Entre ciudadanos

Disfunción institucional

En teoría política, los brazos articuladores del ser y hacer del Estado reciben el nombre de instituciones. Y precisamente esas instancias son las que hacen posible la realización de tareas y funciones de gobierno, las que nos permiten advertir la fortaleza o debilidad de un Estado.

Expresiones como vivir en un "Estado institucional", o referirse a alguien diciendo que "es toda una institución", ponen delante de nuestros ojos el aprecio que socialmente se concede a la vida institucional.

En todo lo que va del presente siglo, el desarrollo institucional de México acusa graves disfunciones.

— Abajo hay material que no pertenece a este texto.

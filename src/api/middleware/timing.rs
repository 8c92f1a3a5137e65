//! HTTP timing middleware
//!
//! Logs every request's status and duration at `debug`. With the `metrics`
//! feature it also feeds the request counter and duration histogram.

use actix_service::{Service, Transform};
use actix_web::{
    Error,
    dev::{ServiceRequest, ServiceResponse},
};
use futures_util::future::{LocalBoxFuture, Ready, ready};
use std::rc::Rc;
use std::time::Instant;
use tracing::debug;

#[cfg(feature = "metrics")]
use crate::metrics::METRICS;

/// HTTP timing middleware factory
#[derive(Clone, Default)]
pub struct TimingMiddleware;

impl<S, B> Transform<S, ServiceRequest> for TimingMiddleware
where
    S: Service<ServiceRequest, Response = ServiceResponse<B>, Error = Error> + 'static,
    B: 'static,
{
    type Response = ServiceResponse<B>;
    type Error = Error;
    type InitError = ();
    type Transform = TimingService<S>;
    type Future = Ready<Result<Self::Transform, Self::InitError>>;

    fn new_transform(&self, service: S) -> Self::Future {
        ready(Ok(TimingService {
            service: Rc::new(service),
        }))
    }
}

pub struct TimingService<S> {
    service: Rc<S>,
}

impl<S, B> Service<ServiceRequest> for TimingService<S>
where
    S: Service<ServiceRequest, Response = ServiceResponse<B>, Error = Error> + 'static,
    B: 'static,
{
    type Response = ServiceResponse<B>;
    type Error = Error;
    type Future = LocalBoxFuture<'static, Result<Self::Response, Self::Error>>;

    fn poll_ready(
        &self,
        ctx: &mut std::task::Context<'_>,
    ) -> std::task::Poll<Result<(), Self::Error>> {
        self.service.poll_ready(ctx)
    }

    fn call(&self, req: ServiceRequest) -> Self::Future {
        let srv = self.service.clone();
        let start = Instant::now();
        let method = method_str(req.method());
        let endpoint = classify_endpoint(req.path());

        Box::pin(async move {
            let result = srv.call(req).await;

            let elapsed = start.elapsed();
            let status = match &result {
                Ok(response) => response.status().as_u16(),
                Err(e) => e.as_response_error().status_code().as_u16(),
            };

            debug!(
                "{} {} -> {} in {:?}",
                method, endpoint, status, elapsed
            );

            #[cfg(feature = "metrics")]
            {
                let status = status.to_string();
                METRICS
                    .http_request_duration_seconds
                    .with_label_values(&[method, endpoint, status.as_str()])
                    .observe(elapsed.as_secs_f64());
                METRICS
                    .http_requests_total
                    .with_label_values(&[method, endpoint, status.as_str()])
                    .inc();
            }

            result
        })
    }
}

/// Map HTTP method to a static string (avoids allocation).
fn method_str(method: &actix_web::http::Method) -> &'static str {
    match method.as_str() {
        "GET" => "GET",
        "POST" => "POST",
        "PUT" => "PUT",
        "DELETE" => "DELETE",
        "HEAD" => "HEAD",
        "OPTIONS" => "OPTIONS",
        "PATCH" => "PATCH",
        _ => "OTHER",
    }
}

/// Classify request path into endpoint category
///
/// Keeps metric label cardinality bounded (ids never become labels).
fn classify_endpoint(path: &str) -> &'static str {
    if path.starts_with("/api/shorturl") {
        "shorturl"
    } else if path.starts_with("/api/users") || path.starts_with("/api/exercises") {
        "exercises"
    } else if path.starts_with("/api/fileanalyse") {
        "fileanalyse"
    } else if path.starts_with("/health") {
        "health"
    } else if path.starts_with("/api/hello") {
        "hello"
    } else {
        "other"
    }
}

Sólo en algunos casos, como es el electoral, podemos decir que sin registrar grandes avances, lo cierto es que tampoco se verifican graves retrocesos que sí son evidentes, por ejemplo, en áreas tan sustantivas como la educación, la industria, el transporte y la salud, entre otros.

La disfunción institucional también se advierte en la falta de mecanismos eficaces para que la sociedad influya y participe en las decisiones de gobierno, a fin de evaluarlas y controlarlas.En los hechos, la institucionalidad del gobierno corre con rumbo distinto y distante de la sociedad a la que, en teoría, se debe.

Como mexicanos, la reflexión central que debemos hacernos, tiene que ver con las fallas institucionales que todos advertimos en la prestación de servicios públicos y en las dinámicas elementales de nuestra vida cotidiana.

Vale la pena que cada ciudadano se pregunte con actitud objetiva ¿qué instituciones funcionan bien en el ámbito nacional o local? y, más aún, ¿por qué razón nos hemos acostumbrado a recibir servicios públicos de mala o nula calidad?

Como es obvio, en el contexto de la crisis institucional en que vivimos, el poder no ofrece continuidad entre las promesas de los candidatos en campaña y los resultados de gobierno alcanzados.

La insatisfacción ciudadana resultante tiene solución; es tiempo ya de encarar con seriedad la reforma institucional del Estado, que permita rectificar el rumbo y acelerar el paso.

En los albores de este atribulado 2014, debe caber un espacio para la reflexión personal que permita descubrirnos oportunidades de mejora personal y, al hacerlas vida, sin lugar a dudas estaremos contribuyendo a la construcción del mejor país en que queremos vivir.